EXERCISE PROMPT:
Across the records, find how many lines include the string "percent" and answer with only the figure.

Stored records
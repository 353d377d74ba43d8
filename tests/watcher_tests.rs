//! Tests for the script directory watcher
//!
//! A script dropped into a watched bucket must show up in the shared
//! registry without a rescan being requested, and disappear again when the
//! file is deleted. Polling with a generous deadline keeps these stable on
//! slow filesystems.

use std::fs;
use std::path::Path;
use std::time::{Duration, Instant};

use tempfile::TempDir;

use scenario_tool::{ContentSource, RegistryWatcher, ScenarioType, WorkspaceLayout};

fn touch(path: &Path) {
    fs::write(path, "#!/bin/sh\nexit 0\n").unwrap();
}

/// Poll until the predicate holds or the deadline passes.
fn wait_for(deadline: Duration, mut pred: impl FnMut() -> bool) -> bool {
    let start = Instant::now();
    while start.elapsed() < deadline {
        if pred() {
            return true;
        }
        std::thread::sleep(Duration::from_millis(50));
    }
    pred()
}

#[test]
fn test_watcher_tracks_script_lifecycle() {
    let tmp = TempDir::new().unwrap();
    let layout = WorkspaceLayout::new(tmp.path());
    layout.ensure().unwrap();

    let watcher = RegistryWatcher::spawn(layout.clone()).unwrap();
    let registry = watcher.registry();
    assert!(registry.read().unwrap().is_empty());

    let script = layout
        .scripts_dir(ScenarioType::Chart, ContentSource::User)
        .join("late_arrival.sh");
    touch(&script);

    assert!(
        wait_for(Duration::from_secs(10), || {
            registry
                .read()
                .unwrap()
                .get(ScenarioType::Chart, "late_arrival")
                .is_some()
        }),
        "added script never appeared in the registry"
    );

    fs::remove_file(&script).unwrap();
    assert!(
        wait_for(Duration::from_secs(10), || {
            registry
                .read()
                .unwrap()
                .get(ScenarioType::Chart, "late_arrival")
                .is_none()
        }),
        "removed script never left the registry"
    );
}

#[test]
fn test_watcher_spawn_seeds_registry_from_existing_scripts() {
    let tmp = TempDir::new().unwrap();
    let layout = WorkspaceLayout::new(tmp.path());
    layout.ensure().unwrap();
    touch(
        &layout
            .scripts_dir(ScenarioType::Generator, ContentSource::Community)
            .join("preexisting.sh"),
    );

    let watcher = RegistryWatcher::spawn(layout).unwrap();
    let registry = watcher.registry();
    assert!(registry
        .read()
        .unwrap()
        .get(ScenarioType::Generator, "preexisting")
        .is_some());
}
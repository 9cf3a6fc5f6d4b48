use crate::components::password;
use crate::helpers::router::NavEvent;
use crate::helpers::AppState;
use email_address::*;
use regex::Regex;
use std::sync::OnceLock;

fn username_pattern() -> &'static Regex {
    static USERNAME: OnceLock<Regex> = OnceLock::new();
    USERNAME.get_or_init(|| Regex::new("^[A-Za-z0-9_]{3,20}$").unwrap())
}

/// Account creation form. Everything is checked locally before a request
/// goes out; the server still has the final say.
#[derive(Default)]
pub struct RegisterPage {
    username: String,
    email: String,
    password: String,
    confirm: String,
    error: Option<String>,
}

impl RegisterPage {
    fn validate(&self) -> Result<(), String> {
        if !username_pattern().is_match(self.username.trim()) {
            return Err("Usernames are 3-20 letters, digits or underscores.".to_string());
        }
        if !EmailAddress::is_valid(self.email.trim()) {
            return Err("That email address does not look right.".to_string());
        }
        if self.password.len() < 8 {
            return Err("Passwords need at least 8 characters.".to_string());
        }
        if self.password != self.confirm {
            return Err("The passwords do not match.".to_string());
        }
        Ok(())
    }
}

impl super::Page for RegisterPage {
    fn name(&self) -> &'static str {
        "📝 Register"
    }

    fn ui(&mut self, ui: &mut egui::Ui, _state: &mut AppState) -> Option<NavEvent> {
        let mut event = None;

        ui.heading("Create an account");
        ui.add_space(8.0);

        egui::Grid::new("register_grid")
            .num_columns(2)
            .spacing([20.0, 4.0])
            .striped(false)
            .show(ui, |ui| {
                ui.label("Username:");
                ui.text_edit_singleline(&mut self.username);
                ui.end_row();

                ui.label("Email:");
                ui.text_edit_singleline(&mut self.email);
                ui.end_row();

                ui.label("Password:");
                ui.add(password::password(&mut self.password));
                ui.end_row();

                ui.label("Confirm password:");
                ui.add(password::password(&mut self.confirm));
                ui.end_row();
            });

        ui.separator();
        ui.horizontal(|ui| {
            if ui.button("Register").clicked() {
                match self.validate() {
                    Ok(()) => {
                        self.error = None;
                        event = Some(NavEvent::RegisterSubmitted {
                            username: self.username.trim().to_string(),
                            email: self.email.trim().to_string(),
                            password: self.password.clone(),
                        });
                    }
                    Err(reason) => self.error = Some(reason),
                }
            }
            if ui.button("Back to login").clicked() {
                event = Some(NavEvent::ShowLogin);
            }
        });

        if let Some(error) = &self.error {
            ui.colored_label(egui::Color32::LIGHT_RED, error);
        }

        event
    }
}

#[cfg(test)]
mod tests {
    use super::*;

    fn filled() -> RegisterPage {
        RegisterPage {
            username: "quizzer_1".to_string(),
            email: "quizzer@example.com".to_string(),
            password: "hunter2hunter2".to_string(),
            confirm: "hunter2hunter2".to_string(),
            error: None,
        }
    }

    #[test]
    fn a_filled_form_validates() {
        assert!(filled().validate().is_ok());
    }

    #[test]
    fn usernames_are_constrained() {
        let mut page = filled();
        page.username = "ab".to_string();
        assert!(page.validate().is_err());
        page.username = "has spaces".to_string();
        assert!(page.validate().is_err());
    }

    #[test]
    fn email_addresses_are_checked() {
        let mut page = filled();
        page.email = "not-an-address".to_string();
        assert!(page.validate().is_err());
    }

    #[test]
    fn short_passwords_are_rejected() {
        let mut page = filled();
        page.password = "short".to_string();
        page.confirm = "short".to_string();
        assert!(page.validate().is_err());
    }

    #[test]
    fn passwords_must_match() {
        let mut page = filled();
        page.confirm = "different-password".to_string();
        assert!(page.validate().is_err());
    }
}
use super::DialogContent;
use crate::helpers::{AppState, Test};

/// Assembles a named test from bank questions. Saving again under the same
/// name replaces the earlier version; tests already taken keep the
/// questions they were taken with.
#[derive(Default)]
pub struct TestBuilder {
    name: String,
    selected: Vec<bool>,
    error: Option<String>,
    last_saved: Option<String>,
}

impl TestBuilder {
    fn save(&mut self, state: &mut AppState) {
        let name = self.name.trim().to_string();
        if name.is_empty() {
            self.error = Some("Give the test a name.".to_string());
            return;
        }
        let questions: Vec<_> = state
            .bank
            .items
            .iter()
            .zip(&self.selected)
            .filter(|(_, picked)| **picked)
            .map(|(question, _)| question.clone())
            .collect();
        if questions.is_empty() {
            self.error = Some("Pick at least one question.".to_string());
            return;
        }

        let count = questions.len();
        log::debug!("Saving test {} with {} questions", name, count);
        state.tests.upsert(Test {
            name: name.clone(),
            questions,
        });
        self.error = None;
        self.last_saved = Some(format!("Saved {} with {} question(s).", name, count));
    }
}

impl DialogContent for TestBuilder {
    fn title(&self) -> &'static str {
        "Assemble a Test"
    }

    fn ui(&mut self, ui: &mut egui::Ui, state: &mut AppState) -> bool {
        let mut keep_open = true;
        self.selected.resize(state.bank.len(), false);

        ui.horizontal(|ui| {
            ui.label("Test name:");
            ui.text_edit_singleline(&mut self.name);
        });
        ui.separator();

        if state.bank.is_empty() {
            ui.label("The question bank is empty. Author some questions first.");
        } else {
            egui::ScrollArea::vertical().max_height(240.0).show(ui, |ui| {
                for (i, question) in state.bank.items.iter().enumerate() {
                    ui.checkbox(&mut self.selected[i], question.prompt());
                }
            });
        }

        ui.separator();
        ui.horizontal(|ui| {
            if ui.button("Save test").clicked() {
                self.save(state);
            }
            if ui.button("Done").clicked() {
                keep_open = false;
            }
        });

        if let Some(error) = &self.error {
            ui.colored_label(egui::Color32::LIGHT_RED, error);
        }
        if let Some(saved) = &self.last_saved {
            ui.label(saved.clone());
        }

        keep_open
    }
}

#[cfg(test)]
mod tests {
    use super::*;
    use crate::helpers::{Operator, Question};

    fn state_with_bank() -> AppState {
        let mut state = AppState::default();
        state.bank.add(Question::Arithmetic {
            lhs: 1,
            op: Operator::Add,
            rhs: 2,
        });
        state.bank.add(Question::Arithmetic {
            lhs: 6,
            op: Operator::Divide,
            rhs: 3,
        });
        state
    }

    #[test]
    fn save_requires_a_name_and_a_selection() {
        let mut state = state_with_bank();
        let mut builder = TestBuilder {
            selected: vec![true, false],
            ..Default::default()
        };
        builder.save(&mut state);
        assert!(builder.error.is_some());

        builder.name = "Midterm".to_string();
        builder.selected = vec![false, false];
        builder.save(&mut state);
        assert!(builder.error.is_some());
        assert!(state.tests.is_empty());
    }

    #[test]
    fn save_collects_only_the_picked_questions() {
        let mut state = state_with_bank();
        let mut builder = TestBuilder {
            name: "Midterm".to_string(),
            selected: vec![false, true],
            ..Default::default()
        };
        builder.save(&mut state);
        assert_eq!(state.tests.len(), 1);
        assert_eq!(state.tests.items[0].name, "Midterm");
        assert_eq!(state.tests.items[0].questions.len(), 1);
        assert_eq!(state.tests.items[0].questions[0].prompt(), "What is 6 ÷ 3?");
    }

    #[test]
    fn saving_the_same_name_replaces_the_test() {
        let mut state = state_with_bank();
        let mut builder = TestBuilder {
            name: "Midterm".to_string(),
            selected: vec![true, true],
            ..Default::default()
        };
        builder.save(&mut state);
        builder.selected = vec![true, false];
        builder.save(&mut state);
        assert_eq!(state.tests.len(), 1);
        assert_eq!(state.tests.items[0].questions.len(), 1);
    }
}
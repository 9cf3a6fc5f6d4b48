use crate::helpers::router::{NavEvent, Router};
use crate::helpers::AppState;

/// Landing page after login: a greeting, the authoring tallies, and
/// buttons into the rest of the application.
#[derive(Default)]
pub struct DashboardPage {
    username: String,
}

impl super::EntrySync for DashboardPage {
    fn sync_entry(&mut self, router: &Router) {
        self.username = router.session().username().unwrap_or_default().to_string();
    }
}

impl super::Page for DashboardPage {
    fn name(&self) -> &'static str {
        "🏠 Dashboard"
    }

    fn ui(&mut self, ui: &mut egui::Ui, state: &mut AppState) -> Option<NavEvent> {
        let mut event = None;

        ui.heading(format!("Welcome, {}!", self.username));
        ui.add_space(8.0);

        egui::Grid::new("dashboard_grid")
            .num_columns(2)
            .spacing([20.0, 4.0])
            .striped(false)
            .show(ui, |ui| {
                ui.label("Questions in the bank:");
                ui.label(state.bank.len().to_string());
                ui.end_row();

                ui.label("Assembled tests:");
                ui.label(state.tests.len().to_string());
                ui.end_row();

                ui.label("Tests taken:");
                ui.label(state.completed.len().to_string());
                ui.end_row();

                if !state.completed.is_empty() {
                    let average = state
                        .completed
                        .iter()
                        .map(|completed| completed.percent())
                        .sum::<u32>()
                        / state.completed.len() as u32;
                    ui.label("Average score:");
                    ui.label(format!("{}%", average));
                    ui.end_row();
                }
            });

        ui.separator();
        ui.horizontal(|ui| {
            if ui.button("Quiz menu").clicked() {
                event = Some(NavEvent::ShowQuizMenu);
            }
            if ui.button("My profile").clicked() {
                event = Some(NavEvent::ShowProfile);
            }
            if ui.button("Log out").clicked() {
                event = Some(NavEvent::Logout);
            }
        });

        event
    }
}
pub mod password;
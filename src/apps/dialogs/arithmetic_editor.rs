use super::DialogContent;
use crate::helpers::{AppState, Operator, Question};

/// Authoring form for arithmetic questions. Saved questions land in the
/// shared question bank.
pub struct ArithmeticEditor {
    lhs: String,
    rhs: String,
    op: Operator,
    error: Option<String>,
    saved: u32,
}

impl Default for ArithmeticEditor {
    fn default() -> Self {
        Self {
            lhs: "".to_string(),
            rhs: "".to_string(),
            op: Operator::default(),
            error: None,
            saved: 0,
        }
    }
}

impl ArithmeticEditor {
    fn parsed(&self) -> Option<(i64, i64)> {
        let lhs = self.lhs.trim().parse::<i64>().ok()?;
        let rhs = self.rhs.trim().parse::<i64>().ok()?;
        Some((lhs, rhs))
    }

    fn save(&mut self, state: &mut AppState) {
        let (lhs, rhs) = match self.parsed() {
            Some(operands) => operands,
            None => {
                self.error = Some("Both operands must be whole numbers.".to_string());
                return;
            }
        };
        if self.op.apply(lhs, rhs).is_none() {
            self.error = Some(match self.op {
                Operator::Divide => "Division must come out exact, with a non-zero divisor.",
                _ => "That combination overflows.",
            }
            .to_string());
            return;
        }

        let question = Question::Arithmetic {
            lhs,
            op: self.op,
            rhs,
        };
        log::debug!("Adding to the bank: {}", question.prompt());
        state.bank.add(question);
        self.saved += 1;
        self.error = None;
        self.lhs.clear();
        self.rhs.clear();
    }
}

impl DialogContent for ArithmeticEditor {
    fn title(&self) -> &'static str {
        "New Arithmetic Question"
    }

    fn ui(&mut self, ui: &mut egui::Ui, state: &mut AppState) -> bool {
        let mut keep_open = true;

        egui::Grid::new("arithmetic_grid")
            .num_columns(2)
            .spacing([20.0, 4.0])
            .striped(false)
            .show(ui, |ui| {
                ui.label("Left operand:");
                ui.text_edit_singleline(&mut self.lhs);
                ui.end_row();

                ui.label("Operator:");
                egui::ComboBox::from_id_source("arithmetic_op")
                    .selected_text(format!("{}", self.op))
                    .show_ui(ui, |ui| {
                        ui.style_mut().wrap = Some(false);
                        ui.set_min_width(60.0);
                        for op in Operator::iter() {
                            ui.selectable_value(&mut self.op, op, format!("{}", op));
                        }
                    });
                ui.end_row();

                ui.label("Right operand:");
                ui.text_edit_singleline(&mut self.rhs);
                ui.end_row();
            });

        if let Some((lhs, rhs)) = self.parsed() {
            let preview = Question::Arithmetic {
                lhs,
                op: self.op,
                rhs,
            };
            ui.label(preview.prompt());
        }

        ui.separator();
        ui.horizontal(|ui| {
            if ui.button("Save question").clicked() {
                self.save(state);
            }
            if ui.button("Done").clicked() {
                keep_open = false;
            }
        });

        if let Some(error) = &self.error {
            ui.colored_label(egui::Color32::LIGHT_RED, error);
        }
        if self.saved > 0 {
            ui.label(format!("{} question(s) added this session.", self.saved));
        }

        keep_open
    }
}
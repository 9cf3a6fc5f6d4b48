use super::DialogContent;
use crate::helpers::{Answer, AnswerRecord, AppState, CompletedTest, Question, Test};
use chrono::Utc;

/// Take-a-test flow: pick a test, answer its questions one at a time, then
/// land on a score summary. Finished runs go onto the completed list the
/// review browser reads.
#[derive(Default)]
pub struct TestPicker {
    run: Option<TestRun>,
}

struct TestRun {
    test: Test,
    index: usize,
    records: Vec<AnswerRecord>,
    number_entry: String,
    choice_entry: usize,
    entry_error: bool,
    recorded: bool,
}

impl TestRun {
    fn new(test: Test) -> Self {
        Self {
            test,
            index: 0,
            records: Vec::new(),
            number_entry: "".to_string(),
            choice_entry: 0,
            entry_error: false,
            recorded: false,
        }
    }

    fn finished(&self) -> bool {
        self.index >= self.test.len()
    }

    /// Grade the current entry and move on. A malformed entry only flags
    /// the form; nothing is recorded for it.
    fn submit(&mut self) {
        let question = &self.test.questions[self.index];
        let (answer, given) = match question {
            Question::Arithmetic { .. } => match self.number_entry.trim().parse::<i64>() {
                Ok(n) => (Answer::Number(n), n.to_string()),
                Err(_) => {
                    self.entry_error = true;
                    return;
                }
            },
            Question::MultipleChoice { choices, .. } => match choices.get(self.choice_entry) {
                Some(text) => (Answer::Choice(self.choice_entry), text.clone()),
                None => {
                    self.entry_error = true;
                    return;
                }
            },
        };

        self.records.push(AnswerRecord {
            prompt: question.prompt(),
            given,
            correct: question.grade(&answer),
        });
        self.index += 1;
        self.number_entry.clear();
        self.choice_entry = 0;
        self.entry_error = false;
    }

    fn completed(&self) -> CompletedTest {
        CompletedTest {
            test_name: self.test.name.clone(),
            taken: Utc::now(),
            records: self.records.clone(),
        }
    }
}

impl DialogContent for TestPicker {
    fn title(&self) -> &'static str {
        "Take a Test"
    }

    fn ui(&mut self, ui: &mut egui::Ui, state: &mut AppState) -> bool {
        let mut keep_open = true;
        let mut abandon = false;

        match &mut self.run {
            None => {
                if state.tests.is_empty() {
                    ui.label("No tests assembled yet.");
                }
                let mut start: Option<Test> = None;
                for test in &state.tests.items {
                    ui.horizontal(|ui| {
                        ui.label(format!("{} ({} question(s))", test.name, test.len()));
                        if ui.button("Start").clicked() {
                            start = Some(test.clone());
                        }
                    });
                }
                if let Some(test) = start {
                    log::debug!("Starting test {}", test.name);
                    self.run = Some(TestRun::new(test));
                }
                ui.separator();
                if ui.button("Close").clicked() {
                    keep_open = false;
                }
            }
            Some(run) if !run.finished() => {
                ui.label(format!("Question {} of {}", run.index + 1, run.test.len()));
                let question = &run.test.questions[run.index];
                ui.strong(question.prompt());
                match question {
                    Question::Arithmetic { .. } => {
                        ui.horizontal(|ui| {
                            ui.label("Answer:");
                            ui.text_edit_singleline(&mut run.number_entry);
                        });
                    }
                    Question::MultipleChoice { choices, .. } => {
                        for (i, choice) in choices.iter().enumerate() {
                            ui.radio_value(&mut run.choice_entry, i, choice.as_str());
                        }
                    }
                }
                if run.entry_error {
                    ui.colored_label(egui::Color32::LIGHT_RED, "Enter a whole number.");
                }
                ui.separator();
                ui.horizontal(|ui| {
                    if ui.button("Submit answer").clicked() {
                        run.submit();
                    }
                    if ui.button("Abandon").clicked() {
                        abandon = true;
                    }
                });
            }
            Some(run) => {
                if !run.recorded {
                    state.record_completed(run.completed());
                    run.recorded = true;
                }
                let correct = run.records.iter().filter(|record| record.correct).count();
                ui.strong(format!(
                    "{}: {} of {} correct",
                    run.test.name,
                    correct,
                    run.records.len()
                ));
                for record in &run.records {
                    let mark = if record.correct { "✔" } else { "✘" };
                    ui.label(format!("{} {} (answered {})", mark, record.prompt, record.given));
                }
                ui.separator();
                if ui.button("Done").clicked() {
                    keep_open = false;
                }
            }
        }

        if abandon {
            log::debug!("Abandoning the current run");
            self.run = None;
        }

        keep_open
    }
}

#[cfg(test)]
mod tests {
    use super::*;
    use crate::helpers::Operator;

    fn two_question_test() -> Test {
        Test {
            name: "Midterm".to_string(),
            questions: vec![
                Question::Arithmetic {
                    lhs: 1,
                    op: Operator::Add,
                    rhs: 2,
                },
                Question::MultipleChoice {
                    prompt: "Pick b".to_string(),
                    choices: vec!["a".to_string(), "b".to_string()],
                    correct: 1,
                },
            ],
        }
    }

    #[test]
    fn submit_grades_and_advances() {
        let mut run = TestRun::new(two_question_test());
        run.number_entry = "3".to_string();
        run.submit();
        assert_eq!(run.index, 1);
        assert!(run.records[0].correct);

        run.choice_entry = 0;
        run.submit();
        assert!(run.finished());
        assert!(!run.records[1].correct);
        assert_eq!(run.records[1].given, "a");
    }

    #[test]
    fn malformed_entry_is_flagged_and_not_recorded() {
        let mut run = TestRun::new(two_question_test());
        run.number_entry = "three".to_string();
        run.submit();
        assert!(run.entry_error);
        assert_eq!(run.index, 0);
        assert!(run.records.is_empty());
    }

    #[test]
    fn completed_run_scores_itself() {
        let mut run = TestRun::new(two_question_test());
        run.number_entry = "3".to_string();
        run.submit();
        run.choice_entry = 1;
        run.submit();
        let completed = run.completed();
        assert_eq!(completed.test_name, "Midterm");
        assert_eq!(completed.correct(), 2);
        assert_eq!(completed.total(), 2);
        assert_eq!(completed.percent(), 100);
    }
}
use super::dialogs::{DialogHost, DialogRegistry, MenuAction};
use crate::helpers::router::NavEvent;
use crate::helpers::AppState;

/// The quiz authoring menu: one button per action, each opening its dialog
/// through the shared host.
pub struct QuizMenuPage {
    registry: DialogRegistry,
    host: DialogHost,
}

impl Default for QuizMenuPage {
    fn default() -> Self {
        Self {
            registry: DialogRegistry::standard(),
            host: DialogHost::default(),
        }
    }
}

impl super::Page for QuizMenuPage {
    fn name(&self) -> &'static str {
        "❓ Quiz Menu"
    }

    fn ui(&mut self, ui: &mut egui::Ui, state: &mut AppState) -> Option<NavEvent> {
        let mut event = None;

        ui.heading("Quiz Main Menu");
        ui.add_space(8.0);

        ui.vertical(|ui| {
            for action in MenuAction::iter() {
                if ui.button(action.to_string()).clicked() {
                    self.host.open(*action, &self.registry);
                }
            }
        });

        ui.separator();
        if ui.button("Back to dashboard").clicked() {
            self.host.close();
            event = Some(NavEvent::ShowDashboard);
        }

        self.host.show(ui.ctx(), state);

        event
    }
}
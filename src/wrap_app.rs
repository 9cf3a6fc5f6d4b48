use crate::{
    apps::{DashboardPage, EntrySync, LoginPage, Page, ProfilePage, QuizMenuPage, RegisterPage},
    helpers::backend::{HttpApi, QuizApi},
    helpers::router::{NavEvent, Notice, PageId, Router},
    helpers::AppState,
};
use egui_notify::Toasts;
use std::time::Duration;

/// Per-page widget state. Only the login page carries anything worth
/// keeping across restarts.
#[derive(serde::Deserialize, serde::Serialize, Default)]
#[serde(default)]
pub struct State {
    login: LoginPage,
    #[serde(skip)]
    register: RegisterPage,
    #[serde(skip)]
    dashboard: DashboardPage,
    #[serde(skip)]
    profile: ProfilePage,
    #[serde(skip)]
    quiz_menu: QuizMenuPage,
}

/// Top-level application: the router picks the page, this shell draws it,
/// feeds events back, and turns router notices into toasts.
pub struct QuizApp {
    state: State,
    app_state: AppState,
    router: Router,
    api: Box<dyn QuizApi>,
    toasts: Toasts,
    applied_title: String,
}

impl Default for QuizApp {
    fn default() -> Self {
        Self {
            state: State::default(),
            app_state: AppState::default(),
            router: Router::default(),
            api: Box::new(HttpApi::default()),
            toasts: Toasts::default(),
            applied_title: "".to_string(),
        }
    }
}

impl QuizApp {
    pub fn new(cc: &eframe::CreationContext<'_>) -> Self {
        let mut slf = Self::default();

        if let Some(storage) = cc.storage {
            if let Some(state) = eframe::get_value(storage, eframe::APP_KEY) {
                slf.state = state;
            }
        }

        slf
    }

    fn page_ui(&mut self, ui: &mut egui::Ui) -> Option<NavEvent> {
        match self.router.page() {
            PageId::Login => self.state.login.ui(ui, &mut self.app_state),
            PageId::Register => self.state.register.ui(ui, &mut self.app_state),
            PageId::Dashboard => self.state.dashboard.ui(ui, &mut self.app_state),
            PageId::Profile => self.state.profile.ui(ui, &mut self.app_state),
            PageId::QuizMenu => self.state.quiz_menu.ui(ui, &mut self.app_state),
        }
    }

    fn dispatch(&mut self, event: NavEvent) {
        for notice in self.router.handle(event, self.api.as_ref()) {
            self.notify(notice);
        }
        self.sync_entry();
    }

    /// Pages that mirror router data get refreshed when they come up.
    fn sync_entry(&mut self) {
        match self.router.page() {
            PageId::Dashboard => self.state.dashboard.sync_entry(&self.router),
            PageId::Profile => self.state.profile.sync_entry(&self.router),
            _ => {}
        }
    }

    fn notify(&mut self, notice: Notice) {
        match notice {
            Notice::Info(text) => self.toasts.info(text),
            Notice::Warning(text) => self.toasts.warning(text),
            Notice::Error(text) => self.toasts.error(text),
        }
        .set_duration(Some(Duration::from_secs(5)));
    }

    fn bar_contents(&mut self, ui: &mut egui::Ui) -> Option<NavEvent> {
        let mut event = None;

        egui::widgets::global_dark_light_mode_switch(ui);

        ui.separator();

        let page = self.router.page();
        for (target, name, destination) in [
            (
                PageId::Dashboard,
                self.state.dashboard.name(),
                NavEvent::ShowDashboard,
            ),
            (
                PageId::QuizMenu,
                self.state.quiz_menu.name(),
                NavEvent::ShowQuizMenu,
            ),
            (
                PageId::Profile,
                self.state.profile.name(),
                NavEvent::ShowProfile,
            ),
        ] {
            if ui.selectable_label(page == target, name).clicked() {
                event = Some(destination);
            }
        }

        ui.with_layout(egui::Layout::right_to_left(egui::Align::Center), |ui| {
            if ui.button("Log out").clicked() {
                event = Some(NavEvent::Logout);
            }
            if let Some(username) = self.router.session().username() {
                ui.label(username);
                ui.separator();
            }
            egui::warn_if_debug_build(ui);
        });

        event
    }
}

impl eframe::App for QuizApp {
    /// Called by the frame work to save state before shutdown.
    fn save(&mut self, storage: &mut dyn eframe::Storage) {
        eframe::set_value(storage, eframe::APP_KEY, &self.state);
    }

    fn clear_color(&self, visuals: &egui::Visuals) -> [f32; 4] {
        visuals.panel_fill.to_normalized_gamma_f32()
    }

    fn update(&mut self, ctx: &egui::Context, frame: &mut eframe::Frame) {
        if self.applied_title != self.router.title() {
            self.applied_title = self.router.title().to_string();
            frame.set_window_title(&self.applied_title);
        }

        if ctx.input_mut(|i| i.consume_key(egui::Modifiers::NONE, egui::Key::F11)) {
            frame.set_fullscreen(!frame.info().window_info.fullscreen);
        }

        let mut bar_event = None;
        if self.router.session().is_logged_in() {
            egui::TopBottomPanel::top("quiz_app_top_bar").show(ctx, |ui| {
                ui.horizontal_wrapped(|ui| {
                    ui.visuals_mut().button_frame = false;
                    bar_event = self.bar_contents(ui);
                });
            });
        }

        let page_event = egui::CentralPanel::default()
            .show(ctx, |ui| self.page_ui(ui))
            .inner;

        if let Some(event) = bar_event.or(page_event) {
            self.dispatch(event);
        }

        self.toasts.show(ctx);

        egui::gui_zoom::zoom_with_keyboard_shortcuts(ctx, frame.info().native_pixels_per_point);
    }
}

PROBLEM SOLUTION:
2